"Si ton frère vient à pécher", dit Jésus.
Il ne dit pas seulement :"S'il vient à pécher contre
toi", mais, d'une manière très générale :"Si ton
frère vient à pécher". Dans ce cas il faut tenter une correction
fraternelle et Jésus se montre
ici très précis, puisqu'il envisage une démarche en
trois étapes : démarche de frère à frère, démarche communautaire, démarche d'Église.
Souvent, dans les communautés monastiques ou religieuses, on avait pris depuis des siècles l'ordre inverse de celui proposé
par Jésus : tout se passait
d'abord en public devant toute la
communauté réunie, et l'on
en venait seulement
en dernier lieu, et
parfois pas du tout, à
l'explication fraternelle seul à seul.
Il faut avoir
le courage de suivre,
ici comme ailleurs, les consignes
de Jésus qui
tendent nettement à personnaliser la correction fraternelle, et
déjà beaucoup de communautés ont reconnu loyalement
que leurs usages accusaient une dérive importante par rapport à
l'Évangile.
² Jésus envisage comme toute première démarche un dialogue
de frère à
frère, de sœur à sœur, d'époux à épouse, pour que le mal demeure caché et que l'honneur du frère
reste sauf. "Va trouver
ton frère et
reprends-le seul à seul". Dialogue exigeant, qu'il
faut toujours préparer longuement dans la prière,
afin de se
présenter à l'autre avec un
cœur évangélique, sans la moindre
trace d'aigreur ou d'agressivité.
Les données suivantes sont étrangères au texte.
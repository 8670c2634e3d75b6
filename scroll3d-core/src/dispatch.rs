/// Debounce and single-flight guard between raw scroll events and resolution
use std::time::Duration;

#[derive(Debug, Clone, Copy, PartialEq)]
pub struct DispatchSettings {
    /// Quiet period after the last scroll/resize event
    pub debounce: Duration,
    /// Delay between page readiness and the initial section check
    pub startup_delay: Duration,
}

impl Default for DispatchSettings {
    fn default() -> Self {
        Self {
            debounce: Duration::from_millis(16),
            startup_delay: Duration::from_millis(500),
        }
    }
}

#[derive(Debug, Default)]
pub struct ScrollDispatcher {
    debounce: Duration,
    /// The one pending debounce timer
    deadline: Option<Duration>,
    /// A frame-aligned resolution pass has been requested and not yet run
    frame_pending: bool,
}

impl ScrollDispatcher {
    pub fn new(debounce: Duration) -> Self {
        Self {
            debounce,
            deadline: None,
            frame_pending: false,
        }
    }

    /// Record a scroll/resize event, replacing any pending timer
    pub fn notify(&mut self, now: Duration) {
        self.deadline = Some(now + self.debounce);
    }

    pub fn deadline(&self) -> Option<Duration> {
        self.deadline
    }

    pub fn frame_pending(&self) -> bool {
        self.frame_pending
    }

    /// Fire the debounce timer if due. Returns `true` when this expiry
    /// requested a new frame pass; an expiry while a pass is still pending is
    /// dropped.
    pub fn poll(&mut self, now: Duration) -> bool {
        match self.deadline {
            Some(deadline) if now >= deadline => {
                self.deadline = None;
                if self.frame_pending {
                    log::trace!("debounce expired with a frame pass already pending");
                    false
                } else {
                    self.frame_pending = true;
                    true
                }
            }
            _ => false,
        }
    }

    /// Claim the pending frame pass. Returns `true` at most once per request.
    pub fn begin_frame(&mut self) -> bool {
        std::mem::replace(&mut self.frame_pending, false)
    }
}

#[cfg(test)]
mod tests {
    use super::*;

    fn ms(v: u64) -> Duration {
        Duration::from_millis(v)
    }

    #[test]
    fn test_burst_is_coalesced() {
        let mut dispatcher = ScrollDispatcher::new(ms(16));
        for t in 0..20 {
            dispatcher.notify(Duration::from_micros(t * 500));
            assert!(!dispatcher.poll(Duration::from_micros(t * 500)));
        }
        // Last event at 9.5ms, so the timer fires at 25.5ms
        assert_eq!(dispatcher.deadline(), Some(Duration::from_micros(25_500)));
        assert!(!dispatcher.poll(ms(25)));
        assert!(dispatcher.poll(ms(26)));
        assert!(dispatcher.begin_frame());
        assert!(!dispatcher.begin_frame());
        assert!(!dispatcher.poll(ms(100)));
    }

    #[test]
    fn test_single_flight_guard() {
        let mut dispatcher = ScrollDispatcher::new(ms(16));
        dispatcher.notify(ms(0));
        assert!(dispatcher.poll(ms(16)));

        // Another expiry before the frame ran is dropped
        dispatcher.notify(ms(17));
        assert!(!dispatcher.poll(ms(33)));
        assert!(dispatcher.frame_pending());
        assert_eq!(dispatcher.deadline(), None);

        assert!(dispatcher.begin_frame());
        dispatcher.notify(ms(40));
        assert!(dispatcher.poll(ms(56)));
    }
}
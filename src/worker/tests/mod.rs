mod controller_tests;
mod protocol_tests;
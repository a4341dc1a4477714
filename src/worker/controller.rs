//! Request lifecycle and dispatch.
//!
//! `RequestController` owns the loader, the index, and the pre-ready pending
//! table. The WASM boundary feeds it dataset bytes and decoded requests and
//! posts whatever responses come back; the controller itself never touches
//! the console or the JS runtime, so the whole lifecycle runs under native
//! tests.

use crate::config::WorkerConfig;
use crate::dataset::{DatasetError, DatasetLoader, LoadSummary};
use crate::search::SearchIndex;
use crate::worker::protocol::{RequestKind, WorkerRequest, WorkerResponse};

/// Lifecycle of the worker.
#[derive(Debug, Clone, Copy, PartialEq, Eq)]
pub enum ControllerState {
    /// No dataset loaded; requests are queued.
    Uninitialized,
    /// A load is in flight; requests are queued.
    Loading,
    /// Index built; requests are answered synchronously.
    Ready,
}

impl ControllerState {
    pub fn as_str(&self) -> &'static str {
        match self {
            ControllerState::Uninitialized => "uninitialized",
            ControllerState::Loading => "loading",
            ControllerState::Ready => "ready",
        }
    }
}

/// One slot per request kind. A newer request overwrites the older one of
/// the same kind, which is how pre-ready cancellation works: only the last
/// block, glyph, script, and query request ever get answered.
#[derive(Debug, Default)]
struct PendingRequests {
    block: Option<WorkerRequest>,
    glyph: Option<WorkerRequest>,
    script: Option<WorkerRequest>,
    query: Option<WorkerRequest>,
}

impl PendingRequests {
    fn set(&mut self, request: WorkerRequest) {
        let slot = match request.kind() {
            RequestKind::Block => &mut self.block,
            RequestKind::Glyph => &mut self.glyph,
            RequestKind::Script => &mut self.script,
            RequestKind::Query => &mut self.query,
        };
        *slot = Some(request);
    }

    /// Empties the table in fixed kind order.
    fn drain(&mut self) -> Vec<WorkerRequest> {
        [
            self.block.take(),
            self.glyph.take(),
            self.script.take(),
            self.query.take(),
        ]
        .into_iter()
        .flatten()
        .collect()
    }
}

pub struct RequestController {
    config: WorkerConfig,
    state: ControllerState,
    loader: DatasetLoader,
    index: Option<SearchIndex>,
    pending: PendingRequests,
    last_summary: Option<LoadSummary>,
}

impl RequestController {
    pub fn new(config: WorkerConfig) -> Self {
        RequestController {
            config,
            state: ControllerState::Uninitialized,
            loader: DatasetLoader::new(),
            index: None,
            pending: PendingRequests::default(),
            last_summary: None,
        }
    }

    pub fn config(&self) -> &WorkerConfig {
        &self.config
    }

    pub fn state(&self) -> ControllerState {
        self.state
    }

    pub fn is_ready(&self) -> bool {
        self.state == ControllerState::Ready
    }

    pub fn is_loading(&self) -> bool {
        self.state == ControllerState::Loading
    }

    pub fn glyph_count(&self) -> usize {
        self.index.as_ref().map(|index| index.len()).unwrap_or(0)
    }

    pub fn block_count(&self) -> usize {
        self.index
            .as_ref()
            .map(|index| index.store().block_count())
            .unwrap_or(0)
    }

    pub fn script_count(&self) -> usize {
        self.index
            .as_ref()
            .map(|index| index.store().script_count())
            .unwrap_or(0)
    }

    pub fn last_error(&self) -> Option<&str> {
        self.loader.last_error()
    }

    pub fn last_summary(&self) -> Option<&LoadSummary> {
        self.last_summary.as_ref()
    }

    /// Marks the start of an async load. Requests arriving from here on are
    /// queued until the dataset settles.
    pub fn begin_load(&mut self) {
        self.state = ControllerState::Loading;
        self.loader.begin();
    }

    /// Feeds fetched dataset bytes in. On success the readiness notification
    /// comes first, followed by answers to everything queued while loading.
    /// A reload replaces the previous index wholesale.
    pub fn ingest_dataset(&mut self, bytes: &[u8]) -> Vec<WorkerResponse> {
        match self.loader.ingest(bytes) {
            Ok((store, summary)) => {
                let mut index = SearchIndex::build(store, &self.config);
                self.last_summary = Some(summary);
                self.state = ControllerState::Ready;
                let mut responses = vec![ready_notification(&index)];
                for request in self.pending.drain() {
                    responses.push(answer(&mut index, request));
                }
                self.index = Some(index);
                responses
            }
            Err(error) => self.settle_failure(&error),
        }
    }

    /// Records a load failure and surfaces it to the UI.
    pub fn fail_load(&mut self, error: &DatasetError) -> Vec<WorkerResponse> {
        self.loader.fail(error);
        self.settle_failure(error)
    }

    /// Handles one decoded request. Before readiness it lands in the pending
    /// table and produces nothing yet.
    pub fn handle(&mut self, request: WorkerRequest) -> Vec<WorkerResponse> {
        match (self.state, self.index.as_mut()) {
            (ControllerState::Ready, Some(index)) => vec![answer(index, request)],
            _ => {
                self.pending.set(request);
                Vec::new()
            }
        }
    }

    /// A failed load never touches an already-built index: with one in place
    /// the worker stays ready and anything parked during the attempt is
    /// answered from that index, right after the error notification. With no
    /// index it drops back to uninitialized and parked requests wait for the
    /// retried load.
    fn settle_failure(&mut self, error: &DatasetError) -> Vec<WorkerResponse> {
        let mut responses = vec![WorkerResponse::WorkerError {
            message: error.to_string(),
        }];
        match self.index.as_mut() {
            Some(index) => {
                self.state = ControllerState::Ready;
                for request in self.pending.drain() {
                    responses.push(answer(index, request));
                }
            }
            None => self.state = ControllerState::Uninitialized,
        }
        responses
    }
}

fn ready_notification(index: &SearchIndex) -> WorkerResponse {
    WorkerResponse::WorkerReady {
        count: index.len(),
        blocks: index.store().block_listing(),
        scripts: index.store().script_listing(),
    }
}

fn answer(index: &mut SearchIndex, request: WorkerRequest) -> WorkerResponse {
    match request {
        WorkerRequest::BlockRequest { slug } => WorkerResponse::BlockResponse {
            block: index.lookup_block(&slug),
        },
        WorkerRequest::GlyphRequest { character } => {
            let glyph = index.lookup_glyph(&character);
            let block = glyph
                .as_ref()
                .and_then(|g| g.block.as_deref())
                .and_then(|slug| index.lookup_block(slug));
            let ligature = glyph
                .as_ref()
                .map(|g| index.constituents(g))
                .unwrap_or_default();
            WorkerResponse::GlyphResponse {
                glyph,
                block,
                ligature,
            }
        }
        WorkerRequest::ScriptRequest { slug } => WorkerResponse::ScriptResponse {
            script: index.lookup_script(&slug),
        },
        WorkerRequest::QueryRequest { query } => WorkerResponse::QueryResponse {
            results: index.search(&query),
        },
    }
}
//! The loaded in-memory model
//!
//! Built by the loader in one shot, read-only afterward: a char-keyed glyph
//! map plus slug-keyed block and script tables, all sharing records through
//! `Rc`. A reload builds a whole new store; stores are never patched.

use std::collections::HashMap;
use std::rc::Rc;

use crate::dataset::record::{BlockRecord, GlyphRecord, ScriptRecord};

/// Frozen dataset model
#[derive(Debug, Default)]
pub struct GlyphStore {
    glyphs: HashMap<String, Rc<GlyphRecord>>,
    /// Dataset insertion order of glyph keys
    order: Vec<String>,
    blocks: Vec<Rc<BlockRecord>>,
    blocks_by_slug: HashMap<String, usize>,
    scripts: Vec<Rc<ScriptRecord>>,
    scripts_by_slug: HashMap<String, usize>,
}

impl GlyphStore {
    pub(crate) fn new(
        glyphs: HashMap<String, Rc<GlyphRecord>>,
        order: Vec<String>,
        blocks: Vec<Rc<BlockRecord>>,
        scripts: Vec<Rc<ScriptRecord>>,
    ) -> Self {
        let blocks_by_slug = blocks
            .iter()
            .enumerate()
            .map(|(i, block)| (block.slug.clone(), i))
            .collect();
        let scripts_by_slug = scripts
            .iter()
            .enumerate()
            .map(|(i, script)| (script.slug.clone(), i))
            .collect();
        Self {
            glyphs,
            order,
            blocks,
            blocks_by_slug,
            scripts,
            scripts_by_slug,
        }
    }

    /// Number of distinct glyph records
    pub fn glyph_count(&self) -> usize {
        self.glyphs.len()
    }

    pub fn block_count(&self) -> usize {
        self.blocks.len()
    }

    pub fn script_count(&self) -> usize {
        self.scripts.len()
    }

    /// O(1) lookup by exact character key
    pub fn glyph(&self, character: &str) -> Option<Rc<GlyphRecord>> {
        self.glyphs.get(character).cloned()
    }

    /// O(1) lookup by block slug
    pub fn block(&self, slug: &str) -> Option<Rc<BlockRecord>> {
        self.blocks_by_slug
            .get(slug)
            .map(|&i| Rc::clone(&self.blocks[i]))
    }

    /// O(1) lookup by script slug
    pub fn script(&self, slug: &str) -> Option<Rc<ScriptRecord>> {
        self.scripts_by_slug
            .get(slug)
            .map(|&i| Rc::clone(&self.scripts[i]))
    }

    /// Glyph records in dataset order
    pub fn iter(&self) -> impl Iterator<Item = &Rc<GlyphRecord>> {
        self.order.iter().filter_map(|key| self.glyphs.get(key))
    }

    /// Ordered (slug, display name) pairs for the readiness payload
    pub fn block_listing(&self) -> Vec<(String, String)> {
        self.blocks
            .iter()
            .map(|block| (block.slug.clone(), block.name.clone()))
            .collect()
    }

    /// Ordered (slug, display name) pairs for the readiness payload
    pub fn script_listing(&self) -> Vec<(String, String)> {
        self.scripts
            .iter()
            .map(|script| (script.slug.clone(), script.name.clone()))
            .collect()
    }
}
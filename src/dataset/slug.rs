//! Display-name slug normalization
//!
//! Blocks and scripts are addressed by slug everywhere (lookups, routes,
//! record cross-references): lowercase, accents stripped, non-alphanumeric
//! runs collapsed to single hyphens, leading digits dropped.

use unicode_normalization::char::is_combining_mark;
use unicode_normalization::UnicodeNormalization;

/// Derive the canonical slug for a block or script display name
pub fn slugify(name: &str) -> String {
    let mut slug = String::with_capacity(name.len());
    let mut pending_hyphen = false;
    for ch in name.nfkd() {
        if is_combining_mark(ch) {
            continue;
        }
        if ch.is_ascii_alphanumeric() {
            if pending_hyphen && !slug.is_empty() {
                slug.push('-');
            }
            slug.push(ch.to_ascii_lowercase());
            pending_hyphen = false;
        } else {
            pending_hyphen = true;
        }
    }

    // Slugs never start with a digit; trim up to the first letter
    let start = slug
        .find(|ch: char| ch.is_ascii_alphabetic())
        .unwrap_or(slug.len());
    slug[start..].to_string()
}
Dialogue
qui, au Carmel, doit rester marqué
par une certaine
sobriété et qui ne peut
se chercher hors du cadre d'une
obéissance ouverte, et encore
moins dans les zones sacrées
du silence, mais dialogue vrai,
non contraint, sans calculs, sous le regard
de Jésus.
Car l'essentiel alors n'est pas
de chercher à avoir raison, mais de
s'ouvrir à
deux à la vérité de l'Esprit
Saint.
Il est vrai que, dans un
cadre communautaire, cette correction
fraternelle personnalisée réclame de chacune
une grande loyauté, car
en abordant les situations on met parfois en cause
les personnes, et l'un des critères d'un dialogue vraiment évangélique entre deux frères ou deux sœurs, c'est qu'il reste constructif
pour la communauté
et resserre dans la communauté
les liens de
la confiance.
La mise au
point entre deux sœurs ne peut pas
non plus être un dérivatif ou
une compensation à la solitude
vraie, la solitude avec Jésus seul. Mais
la crainte des déviations toujours possibles ne doit pas amener
les communautés à vider de son sens la parole de Jésus.
² "Si ton frère ne t'écoute pas, dit Jésus,
prends encore avec
toi un ou deux personnes,
afin que toute
l'affaire soit
décidée sur la parole de
deux ou trois témoins"
Tout de suite les
choses deviennent plus sérieuses. La démarche
perd de sa
spontanéité, car il s'agit de faire
pression sur le frère pour
l'amener à
changer, et l'on se trouve
déjà dans le
cadre juridique d'une sorte de
procès. Jésus parle de l'affaire, d'une décision, d'une parole
solennelle, et de
témoins. Tout cela suppose
qu'il y a du danger dans
l'air, soit pour le
frère, soit
pour la communauté.
² "S'il
refuse de les
écouter, dis
le à l'Eglise".
Si en effet une décision
grave doit être prise,
il faut qu'elle
émane de la communauté et de ses responsables, afin qu'elle
ne soit marquée
d'aucune vengeance personnelle, d'aucune pression
injuste ni d'aucun abus de
pouvoir.
² "Et s'il refuse d'écouter
l'Église qu'il soit pour toi comme
le païen et
le publicain".
Ce qui ne veut
pas dire
: tu pourras le haïr et
le repousser, mais :
tu auras fait
ton possible, désormais remets-t'en à Dieu pour
le salut du frère comme tu t'en remets à Dieu du
salut d'un païen qui ne
veut pas de
dialogue. Mais
ce sont là
des cas limites, des cas
douloureux qui pèsent lourd dans
le cœur, et Jésus revient aussitôt, avec
insistance, à l'aspect positif
de la vie fraternelle, à la nécessité
de s'accorder
sous son regard,
même à deux,
même à trois, afin de
pouvoir prier ensemble, d'être
exaucé ensemble, et de
recevoir ensemble la miséricorde du Père.